** WHAT YOU NEED TO DO **
Your answer must be the lines of the entries below, exactly as written, from the first line through the line containing "use tracing_subscriber::EnvFilter;".

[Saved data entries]
• • •

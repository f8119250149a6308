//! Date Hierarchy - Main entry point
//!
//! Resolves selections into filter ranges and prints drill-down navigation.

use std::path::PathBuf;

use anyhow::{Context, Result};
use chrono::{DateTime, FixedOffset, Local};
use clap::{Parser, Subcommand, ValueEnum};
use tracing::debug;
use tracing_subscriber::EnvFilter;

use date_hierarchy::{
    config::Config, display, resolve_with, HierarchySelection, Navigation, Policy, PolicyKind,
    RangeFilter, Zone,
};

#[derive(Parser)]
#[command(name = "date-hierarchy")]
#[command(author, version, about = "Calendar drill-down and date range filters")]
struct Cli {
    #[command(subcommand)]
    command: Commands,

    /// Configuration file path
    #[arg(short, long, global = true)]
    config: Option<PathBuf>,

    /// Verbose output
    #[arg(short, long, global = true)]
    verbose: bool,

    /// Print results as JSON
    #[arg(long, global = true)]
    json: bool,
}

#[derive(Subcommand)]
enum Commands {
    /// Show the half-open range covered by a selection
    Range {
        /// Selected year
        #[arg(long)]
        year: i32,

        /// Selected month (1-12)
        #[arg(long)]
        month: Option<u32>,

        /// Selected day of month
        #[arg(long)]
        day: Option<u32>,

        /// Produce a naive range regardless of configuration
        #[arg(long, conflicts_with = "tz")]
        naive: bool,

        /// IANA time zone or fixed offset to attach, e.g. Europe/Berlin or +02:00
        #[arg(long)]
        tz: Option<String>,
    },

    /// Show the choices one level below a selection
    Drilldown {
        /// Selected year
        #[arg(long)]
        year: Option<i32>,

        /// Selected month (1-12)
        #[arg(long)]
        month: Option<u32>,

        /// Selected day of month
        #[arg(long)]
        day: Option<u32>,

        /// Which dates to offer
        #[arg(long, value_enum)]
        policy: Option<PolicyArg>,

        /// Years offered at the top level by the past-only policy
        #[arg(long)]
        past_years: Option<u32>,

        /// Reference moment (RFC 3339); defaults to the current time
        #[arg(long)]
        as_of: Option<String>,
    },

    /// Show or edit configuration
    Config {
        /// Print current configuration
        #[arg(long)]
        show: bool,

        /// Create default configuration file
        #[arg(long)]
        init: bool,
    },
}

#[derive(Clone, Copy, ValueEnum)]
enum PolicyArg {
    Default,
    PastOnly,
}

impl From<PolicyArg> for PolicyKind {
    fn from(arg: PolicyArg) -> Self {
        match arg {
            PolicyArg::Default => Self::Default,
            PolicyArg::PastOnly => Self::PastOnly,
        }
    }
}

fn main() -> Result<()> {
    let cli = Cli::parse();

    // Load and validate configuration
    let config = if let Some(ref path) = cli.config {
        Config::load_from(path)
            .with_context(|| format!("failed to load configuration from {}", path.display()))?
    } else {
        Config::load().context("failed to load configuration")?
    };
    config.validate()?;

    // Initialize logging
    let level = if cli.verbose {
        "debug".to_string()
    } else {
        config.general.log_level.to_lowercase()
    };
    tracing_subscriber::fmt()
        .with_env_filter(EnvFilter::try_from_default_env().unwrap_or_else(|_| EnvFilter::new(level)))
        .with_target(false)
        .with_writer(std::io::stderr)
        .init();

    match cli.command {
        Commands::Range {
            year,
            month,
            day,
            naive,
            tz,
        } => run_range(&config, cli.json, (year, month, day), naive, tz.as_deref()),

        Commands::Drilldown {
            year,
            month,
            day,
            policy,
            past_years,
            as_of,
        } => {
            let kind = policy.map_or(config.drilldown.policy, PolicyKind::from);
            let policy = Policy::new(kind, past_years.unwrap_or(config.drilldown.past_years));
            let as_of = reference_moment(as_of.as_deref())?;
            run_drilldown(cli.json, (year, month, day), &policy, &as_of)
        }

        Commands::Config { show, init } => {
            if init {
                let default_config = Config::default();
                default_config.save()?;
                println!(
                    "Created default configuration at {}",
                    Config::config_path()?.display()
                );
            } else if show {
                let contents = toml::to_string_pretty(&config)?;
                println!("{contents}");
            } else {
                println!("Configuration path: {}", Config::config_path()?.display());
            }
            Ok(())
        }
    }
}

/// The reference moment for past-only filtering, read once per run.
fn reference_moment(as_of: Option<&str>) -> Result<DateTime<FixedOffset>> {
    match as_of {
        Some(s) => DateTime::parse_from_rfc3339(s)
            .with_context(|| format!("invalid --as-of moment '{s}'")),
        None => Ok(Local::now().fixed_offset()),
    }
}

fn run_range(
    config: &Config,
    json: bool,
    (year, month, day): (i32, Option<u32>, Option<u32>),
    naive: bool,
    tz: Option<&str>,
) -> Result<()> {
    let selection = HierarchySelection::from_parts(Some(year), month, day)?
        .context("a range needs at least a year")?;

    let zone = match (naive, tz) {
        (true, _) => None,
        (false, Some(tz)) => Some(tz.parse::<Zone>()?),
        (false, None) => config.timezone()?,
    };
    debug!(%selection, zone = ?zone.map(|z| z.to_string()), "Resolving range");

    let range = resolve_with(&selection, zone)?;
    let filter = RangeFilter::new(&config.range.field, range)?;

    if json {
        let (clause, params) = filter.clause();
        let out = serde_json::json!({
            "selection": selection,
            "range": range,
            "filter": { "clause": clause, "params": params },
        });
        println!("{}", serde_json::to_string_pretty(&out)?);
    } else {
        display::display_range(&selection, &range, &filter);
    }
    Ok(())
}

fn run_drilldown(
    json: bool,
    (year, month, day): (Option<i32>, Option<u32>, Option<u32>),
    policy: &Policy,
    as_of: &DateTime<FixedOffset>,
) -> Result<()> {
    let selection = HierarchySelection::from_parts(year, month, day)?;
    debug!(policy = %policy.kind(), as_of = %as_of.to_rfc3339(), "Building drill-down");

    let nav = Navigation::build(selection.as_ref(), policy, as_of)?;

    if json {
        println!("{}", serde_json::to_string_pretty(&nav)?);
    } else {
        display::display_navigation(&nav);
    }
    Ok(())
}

• • •

** SOLVED EXERCISE **
repository f8119250149a6308
//! Date Hierarchy - Main entry point
//!
//! Resolves selections into filter ranges and prints drill-down navigation.

use std::path::PathBuf;

use anyhow::{Context, Result};
use chrono::{DateTime, FixedOffset, Local};
use clap::{Parser, Subcommand, ValueEnum};
use tracing::debug;
use tracing_subscriber::EnvFilter;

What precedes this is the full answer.